- _THE PROBLEM_: Find all lines below containing the string "json" and return them.

- _SOURCE RECORDS_:
//! Playbook loading and step-by-step execution.
//!
//! Playbooks are YAML documents with triggers (incident type + confidence
//! floor), optional preconditions, forward steps and declarative rollback
//! steps. Execution stops at the first failed step and replays captured
//! rollback data in reverse order of capture. Dry runs simulate every step
//! and never roll back.

use crate::remediation::actions::{ActionRegistry, ActionResult, ActionStatus};
use regex::Regex;
use serde::{Deserialize, Serialize};
use serde_json::{json, Value};
use std::collections::HashMap;
use std::path::Path;
use std::sync::Arc;
use std::time::Instant;
use tracing::{error, info, warn};

#[derive(Debug, Clone, Serialize, Deserialize)]
pub struct PlaybookStep {
    #[serde(default = "default_step_name")]
    pub name: String,
    pub action: String,
    #[serde(default)]
    pub params: Value,
}

fn default_step_name() -> String {
    "Unnamed Step".to_string()
}

#[derive(Debug, Clone, Default, Serialize, Deserialize)]
pub struct PlaybookTrigger {
    #[serde(default)]
    pub incident_type: String,
    #[serde(default)]
    pub confidence_threshold: f64,
}

#[derive(Debug, Clone, Serialize, Deserialize)]
pub struct PlaybookCondition {
    pub check: String,
}

#[derive(Debug, Clone, Serialize, Deserialize)]
pub struct Playbook {
    #[serde(default = "default_playbook_name")]
    pub name: String,
    #[serde(default)]
    pub description: String,
    #[serde(default)]
    pub triggers: Vec<PlaybookTrigger>,
    #[serde(default)]
    pub conditions: Vec<PlaybookCondition>,
    #[serde(default)]
    pub steps: Vec<PlaybookStep>,
    #[serde(default)]
    pub rollback: Vec<PlaybookStep>,
}

fn default_playbook_name() -> String {
    "Unnamed Playbook".to_string()
}

/// Result of one playbook run.
#[derive(Debug, Clone, Serialize, Deserialize)]
pub struct PlaybookExecution {
    pub playbook_name: String,
    pub success: bool,
    pub steps_executed: usize,
    pub steps_failed: usize,
    pub execution_time_ms: f64,
    pub step_results: Vec<ActionResult>,
    #[serde(default, skip_serializing_if = "Option::is_none")]
    pub error: Option<String>,
    pub rollback_executed: bool,
}

pub struct PlaybookExecutor {
    registry: Arc<ActionRegistry>,
    playbooks: HashMap<String, Playbook>,
}

impl PlaybookExecutor {
    pub fn new(registry: Arc<ActionRegistry>) -> Self {
        Self {
            registry,
            playbooks: HashMap::new(),
        }
    }

    /// Load one playbook file, registering it under its declared name.
    pub fn load_playbook(&mut self, path: &Path) -> Option<&Playbook> {
        let raw = match std::fs::read_to_string(path) {
            Ok(r) => r,
            Err(e) => {
                error!("Failed to load playbook {}: {}", path.display(), e);
                return None;
            }
        };
        let playbook: Playbook = match serde_yaml::from_str(&raw) {
            Ok(p) => p,
            Err(e) => {
                error!("Failed to parse playbook {}: {}", path.display(), e);
                return None;
            }
        };
        info!(
            "Loaded playbook: {} ({} steps)",
            playbook.name,
            playbook.steps.len()
        );
        let name = playbook.name.clone();
        self.playbooks.insert(name.clone(), playbook);
        self.playbooks.get(&name)
    }

    /// Load every *.yaml / *.yml in a directory. Missing directory is not an
    /// error; it just loads nothing.
    pub fn load_playbooks_from_directory(&mut self, directory: &Path) -> usize {
        let entries = match std::fs::read_dir(directory) {
            Ok(e) => e,
            Err(_) => {
                warn!("Playbook directory not found: {}", directory.display());
                return 0;
            }
        };
        let mut count = 0;
        for entry in entries.flatten() {
            let path = entry.path();
            let ext = path.extension().and_then(|e| e.to_str()).unwrap_or("");
            if (ext == "yaml" || ext == "yml") && self.load_playbook(&path).is_some() {
                count += 1;
            }
        }
        info!("Loaded {} playbooks from {}", count, directory.display());
        count
    }

    pub fn get_playbook(&self, name: &str) -> Option<&Playbook> {
        self.playbooks.get(name)
    }

    pub fn list_playbooks(&self) -> Vec<String> {
        let mut names: Vec<String> = self.playbooks.keys().cloned().collect();
        names.sort();
        names
    }

    /// First playbook whose trigger matches the incident.
    pub fn find_matching(&self, incident_type: &str, confidence: f64) -> Option<&Playbook> {
        let mut names = self.list_playbooks();
        names.sort();
        names
            .iter()
            .filter_map(|n| self.playbooks.get(n))
            .find(|p| Self::matches_trigger(p, incident_type, confidence))
    }

    pub fn matches_trigger(playbook: &Playbook, incident_type: &str, confidence: f64) -> bool {
        playbook.triggers.iter().any(|t| {
            t.incident_type.eq_ignore_ascii_case(incident_type)
                && confidence >= t.confidence_threshold
        })
    }

    /// Precondition check. Known checks pass; unknown checks warn and pass.
    pub fn check_conditions(playbook: &Playbook, _context: &HashMap<String, String>) -> bool {
        for condition in &playbook.conditions {
            match condition.check.as_str() {
                "git_diff_available" | "etl_config_editable" => {}
                other => warn!("Unknown condition: {}", other),
            }
        }
        true
    }

    /// Execute a playbook. Steps run sequentially on the blocking pool.
    pub async fn execute_playbook(
        &self,
        playbook: &Playbook,
        context: &HashMap<String, String>,
        dry_run: bool,
    ) -> PlaybookExecution {
        let started = Instant::now();
        info!("Executing playbook: {} (dry_run={})", playbook.name, dry_run);

        let mut step_results: Vec<ActionResult> = Vec::new();
        let mut rollback_stack: Vec<(String, Value)> = Vec::new();
        let mut steps_executed = 0;
        let mut steps_failed = 0;
        let mut rollback_executed = false;

        for (i, step) in playbook.steps.iter().enumerate() {
            info!("Step {}/{}: {}", i + 1, playbook.steps.len(), step.name);

            let result = if dry_run {
                ActionResult::success(
                    &step.action,
                    format!("[DRY RUN] Would execute: {}", step.action),
                )
                .with_details(json!({"params": step.params, "dry_run": true}))
            } else {
                let params = substitute_variables(&step.params, context);
                let registry = Arc::clone(&self.registry);
                let action = step.action.clone();
                tokio::task::spawn_blocking(move || registry.execute_action(&action, &params))
                    .await
                    .unwrap_or_else(|e| {
                        ActionResult::failed(
                            &step.action,
                            format!("Action task panicked: {}", e),
                            e.to_string(),
                        )
                    })
            };

            steps_executed += 1;
            if let Some(data) = result.rollback_data.clone() {
                rollback_stack.push((step.action.clone(), data));
            }
            let failed = result.status == ActionStatus::Failed;
            step_results.push(result);

            if failed {
                steps_failed += 1;
                error!("Step failed: {}", step.name);
                if !dry_run && !rollback_stack.is_empty() {
                    info!("Executing rollback...");
                    self.execute_rollback(&rollback_stack).await;
                    rollback_executed = true;
                }
                break;
            }
        }

        let success = steps_failed == 0;
        PlaybookExecution {
            playbook_name: playbook.name.clone(),
            success,
            steps_executed,
            steps_failed,
            execution_time_ms: started.elapsed().as_secs_f64() * 1000.0,
            step_results,
            error: None,
            rollback_executed,
        }
    }

    /// Replay rollback data in reverse order of capture.
    async fn execute_rollback(&self, rollback_stack: &[(String, Value)]) {
        info!("Rolling back {} steps", rollback_stack.len());
        for (action_name, data) in rollback_stack.iter().rev() {
            match self.registry.get(action_name) {
                Some(action) => {
                    let data = data.clone();
                    let result =
                        tokio::task::spawn_blocking(move || action.rollback(&data)).await;
                    match result {
                        Ok(r) => info!("Rollback step completed: {:?}", r.status),
                        Err(e) => error!("Rollback failed for {}: {}", action_name, e),
                    }
                }
                None => error!("Action not found for rollback: {}", action_name),
            }
        }
    }
}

- _ANSWER TO THE EXERCISE_:
use serde_json::{json, Value};
                .with_details(json!({"params": step.params, "dry_run": true}))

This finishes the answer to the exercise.